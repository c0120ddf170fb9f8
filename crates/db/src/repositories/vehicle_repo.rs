//! Repository for the `vehicles` table.
//!
//! The stored status is a cached projection of the vehicle's active
//! bookings. `mark_rented` / `mark_available` are the raw side-effect-only
//! writes the booking engine invokes inside its own transactions;
//! `sync_status` recomputes the projection from the booking rows. Manual
//! owner suspensions (MAINTENANCE / OUT_OF_SERVICE) always win over the
//! projection.

use kerbside_core::error::CoreError;
use kerbside_core::types::DbId;
use kerbside_core::vehicle::{
    is_manually_suspended, validate_license_plate, validate_price_per_day, validate_vin,
};
use sqlx::{PgExecutor, PgPool};

use crate::error::DbError;
use crate::models::status::{BookingStatus, VehicleStatus};
use crate::models::vehicle::{CreateVehicle, UpdateVehicle, Vehicle};

/// Column list for `vehicles` queries.
const COLUMNS: &str = "\
    id, owner_id, license_plate, vin, make, model, year, \
    price_per_day, status_id, is_active, created_at, updated_at";

/// Provides CRUD and status-projection operations for vehicles.
pub struct VehicleRepo;

impl VehicleRepo {
    /// Create a new listing for `owner_id`. New vehicles start AVAILABLE.
    pub async fn create(
        pool: &PgPool,
        owner_id: DbId,
        input: &CreateVehicle,
    ) -> Result<Vehicle, DbError> {
        validate_license_plate(&input.license_plate)?;
        validate_vin(&input.vin)?;
        validate_price_per_day(input.price_per_day)?;

        let query = format!(
            "INSERT INTO vehicles \
                 (owner_id, license_plate, vin, make, model, year, price_per_day, status_id) \
             VALUES ($1, $2, $3, $4, $5, $6, $7, $8) \
             RETURNING {COLUMNS}"
        );
        let vehicle = sqlx::query_as::<_, Vehicle>(&query)
            .bind(owner_id)
            .bind(input.license_plate.trim())
            .bind(input.vin.to_ascii_uppercase())
            .bind(&input.make)
            .bind(&input.model)
            .bind(input.year)
            .bind(input.price_per_day)
            .bind(VehicleStatus::Available.id())
            .fetch_one(pool)
            .await?;
        Ok(vehicle)
    }

    /// Find a vehicle by its ID.
    pub async fn find_by_id(pool: &PgPool, id: DbId) -> Result<Option<Vehicle>, sqlx::Error> {
        let query = format!("SELECT {COLUMNS} FROM vehicles WHERE id = $1");
        sqlx::query_as::<_, Vehicle>(&query)
            .bind(id)
            .fetch_optional(pool)
            .await
    }

    /// Find a vehicle and take a row lock on it.
    ///
    /// The booking-create path locks the vehicle first so that all
    /// concurrent creates for the same vehicle serialize on this row.
    pub async fn find_for_update<'e>(
        executor: impl PgExecutor<'e>,
        id: DbId,
    ) -> Result<Option<Vehicle>, sqlx::Error> {
        let query = format!("SELECT {COLUMNS} FROM vehicles WHERE id = $1 FOR UPDATE");
        sqlx::query_as::<_, Vehicle>(&query)
            .bind(id)
            .fetch_optional(executor)
            .await
    }

    /// Quick availability probe: exists, listed, and currently AVAILABLE.
    ///
    /// A read-committed view is sufficient here; the authoritative check
    /// happens inside the booking-create transaction.
    pub async fn is_bookable(pool: &PgPool, id: DbId) -> Result<bool, sqlx::Error> {
        sqlx::query_scalar(
            "SELECT EXISTS(SELECT 1 FROM vehicles WHERE id = $1 AND is_active AND status_id = $2)",
        )
        .bind(id)
        .bind(VehicleStatus::Available.id())
        .fetch_one(pool)
        .await
    }

    /// Idempotent status write: project the vehicle as RENTED.
    ///
    /// Side-effect-only; callers have already validated the transition that
    /// motivates the call and run this on their own transaction.
    pub async fn mark_rented<'e>(
        executor: impl PgExecutor<'e>,
        id: DbId,
    ) -> Result<(), sqlx::Error> {
        sqlx::query("UPDATE vehicles SET status_id = $2, updated_at = NOW() WHERE id = $1")
            .bind(id)
            .bind(VehicleStatus::Rented.id())
            .execute(executor)
            .await?;
        Ok(())
    }

    /// Idempotent status write: project the vehicle as AVAILABLE.
    pub async fn mark_available<'e>(
        executor: impl PgExecutor<'e>,
        id: DbId,
    ) -> Result<(), sqlx::Error> {
        sqlx::query("UPDATE vehicles SET status_id = $2, updated_at = NOW() WHERE id = $1")
            .bind(id)
            .bind(VehicleStatus::Available.id())
            .execute(executor)
            .await?;
        Ok(())
    }

    /// Recompute the cached projection from the booking rows: RENTED iff at
    /// least one holding-status booking exists, else AVAILABLE.
    ///
    /// Manual suspensions are left untouched (the `WHERE status_id IN`
    /// clause); restoring a suspended vehicle goes through [`Self::restore`].
    /// Must run inside the same transaction as the booking mutation that
    /// motivates the call.
    pub async fn sync_status<'e>(
        executor: impl PgExecutor<'e>,
        vehicle_id: DbId,
    ) -> Result<(), sqlx::Error> {
        sqlx::query(
            "UPDATE vehicles \
             SET status_id = CASE WHEN EXISTS ( \
                     SELECT 1 FROM bookings \
                     WHERE vehicle_id = $1 AND status_id IN ($2, $3, $4) \
                 ) THEN $5 ELSE $6 END, \
                 updated_at = NOW() \
             WHERE id = $1 AND status_id IN ($5, $6)",
        )
        .bind(vehicle_id)
        .bind(BookingStatus::Pending.id())
        .bind(BookingStatus::Confirmed.id())
        .bind(BookingStatus::Active.id())
        .bind(VehicleStatus::Rented.id())
        .bind(VehicleStatus::Available.id())
        .execute(executor)
        .await?;
        Ok(())
    }

    /// Owner edit of listing fields. Status and ownership are not editable
    /// here.
    pub async fn update(
        pool: &PgPool,
        id: DbId,
        input: &UpdateVehicle,
    ) -> Result<Vehicle, DbError> {
        if let Some(plate) = &input.license_plate {
            validate_license_plate(plate)?;
        }
        if let Some(price) = input.price_per_day {
            validate_price_per_day(price)?;
        }

        let query = format!(
            "UPDATE vehicles SET \
                 license_plate = COALESCE($2, license_plate), \
                 make = COALESCE($3, make), \
                 model = COALESCE($4, model), \
                 year = COALESCE($5, year), \
                 price_per_day = COALESCE($6, price_per_day), \
                 updated_at = NOW() \
             WHERE id = $1 \
             RETURNING {COLUMNS}"
        );
        let updated = sqlx::query_as::<_, Vehicle>(&query)
            .bind(id)
            .bind(input.license_plate.as_deref().map(str::trim))
            .bind(input.make.as_deref())
            .bind(input.model.as_deref())
            .bind(input.year)
            .bind(input.price_per_day)
            .fetch_optional(pool)
            .await?;

        updated.ok_or(DbError::Domain(CoreError::NotFound {
            entity: "Vehicle",
            id,
        }))
    }

    /// Manually suspend a vehicle (MAINTENANCE or OUT_OF_SERVICE).
    ///
    /// Suspension wins over the booking-derived projection and excludes the
    /// vehicle from new bookings; existing bookings are unaffected.
    pub async fn suspend(
        pool: &PgPool,
        id: DbId,
        target: VehicleStatus,
    ) -> Result<Vehicle, DbError> {
        if !is_manually_suspended(target.id()) {
            return Err(DbError::Domain(CoreError::Validation(format!(
                "{} is not a manual suspension status",
                target.name()
            ))));
        }

        let query = format!(
            "UPDATE vehicles SET status_id = $2, updated_at = NOW() \
             WHERE id = $1 RETURNING {COLUMNS}"
        );
        let updated = sqlx::query_as::<_, Vehicle>(&query)
            .bind(id)
            .bind(target.id())
            .fetch_optional(pool)
            .await?;

        updated.ok_or(DbError::Domain(CoreError::NotFound {
            entity: "Vehicle",
            id,
        }))
    }

    /// Return a manually suspended vehicle to service.
    ///
    /// The stored status is recomputed from the booking rows rather than
    /// written blindly, so a vehicle with live bookings comes back as
    /// RENTED, not AVAILABLE.
    pub async fn restore(pool: &PgPool, id: DbId) -> Result<Vehicle, DbError> {
        let mut tx = pool.begin().await?;

        let vehicle = Self::find_for_update(&mut *tx, id)
            .await?
            .ok_or(CoreError::NotFound {
                entity: "Vehicle",
                id,
            })?;

        if !is_manually_suspended(vehicle.status_id) {
            return Err(DbError::Domain(CoreError::Validation(format!(
                "vehicle {id} is not suspended"
            ))));
        }

        VehicleRepo::mark_available(&mut *tx, id).await?;
        VehicleRepo::sync_status(&mut *tx, id).await?;

        let query = format!("SELECT {COLUMNS} FROM vehicles WHERE id = $1");
        let restored = sqlx::query_as::<_, Vehicle>(&query)
            .bind(id)
            .fetch_one(&mut *tx)
            .await?;

        tx.commit().await?;
        Ok(restored)
    }

    /// Delist a vehicle.
    ///
    /// Rejected while any holding-status booking (in progress or scheduled)
    /// references the vehicle. Booking rows keep their foreign key forever,
    /// so a permitted delete is a soft-delete (`is_active = false`).
    pub async fn delete(pool: &PgPool, id: DbId) -> Result<Vehicle, DbError> {
        let mut tx = pool.begin().await?;

        let vehicle = Self::find_for_update(&mut *tx, id)
            .await?
            .ok_or(CoreError::NotFound {
                entity: "Vehicle",
                id,
            })?;

        let blocked: bool = sqlx::query_scalar(
            "SELECT EXISTS( \
                 SELECT 1 FROM bookings \
                 WHERE vehicle_id = $1 AND status_id IN ($2, $3, $4) \
             )",
        )
        .bind(id)
        .bind(BookingStatus::Pending.id())
        .bind(BookingStatus::Confirmed.id())
        .bind(BookingStatus::Active.id())
        .fetch_one(&mut *tx)
        .await?;

        if blocked {
            return Err(DbError::Domain(CoreError::Conflict(format!(
                "vehicle {id} has bookings in progress or scheduled"
            ))));
        }

        let query = format!(
            "UPDATE vehicles SET is_active = FALSE, updated_at = NOW() \
             WHERE id = $1 RETURNING {COLUMNS}"
        );
        let deleted = sqlx::query_as::<_, Vehicle>(&query)
            .bind(id)
            .fetch_one(&mut *tx)
            .await?;

        tx.commit().await?;

        tracing::info!(
            vehicle_id = id,
            owner_id = vehicle.owner_id,
            "Vehicle delisted"
        );
        Ok(deleted)
    }
}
----
◆ WHAT YOU HAVE TO DO
Using the entries above, output exactly the lines between the line holding "(MAINTENANCE or OUT_OF_SERVICE)." and the line holding "VehicleRepo::mark_available(&mut *tx, id).await?;", end lines included, and nothing more.

◆ EXERCISE RESPONSE
    /// Manually suspend a vehicle (MAINTENANCE or OUT_OF_SERVICE).
    ///
    /// Suspension wins over the booking-derived projection and excludes the
    /// vehicle from new bookings; existing bookings are unaffected.
    pub async fn suspend(
        pool: &PgPool,
        id: DbId,
        target: VehicleStatus,
    ) -> Result<Vehicle, DbError> {
        if !is_manually_suspended(target.id()) {
            return Err(DbError::Domain(CoreError::Validation(format!(
                "{} is not a manual suspension status",
                target.name()
            ))));
        }

        let query = format!(
            "UPDATE vehicles SET status_id = $2, updated_at = NOW() \
             WHERE id = $1 RETURNING {COLUMNS}"
        );
        let updated = sqlx::query_as::<_, Vehicle>(&query)
            .bind(id)
            .bind(target.id())
            .fetch_optional(pool)
            .await?;

        updated.ok_or(DbError::Domain(CoreError::NotFound {
            entity: "Vehicle",
            id,
        }))
    }

    /// Return a manually suspended vehicle to service.
    ///
    /// The stored status is recomputed from the booking rows rather than
    /// written blindly, so a vehicle with live bookings comes back as
    /// RENTED, not AVAILABLE.
    pub async fn restore(pool: &PgPool, id: DbId) -> Result<Vehicle, DbError> {
        let mut tx = pool.begin().await?;

        let vehicle = Self::find_for_update(&mut *tx, id)
            .await?
            .ok_or(CoreError::NotFound {
                entity: "Vehicle",
                id,
            })?;

        if !is_manually_suspended(vehicle.status_id) {
            return Err(DbError::Domain(CoreError::Validation(format!(
                "vehicle {id} is not suspended"
            ))));
        }

        VehicleRepo::mark_available(&mut *tx, id).await?;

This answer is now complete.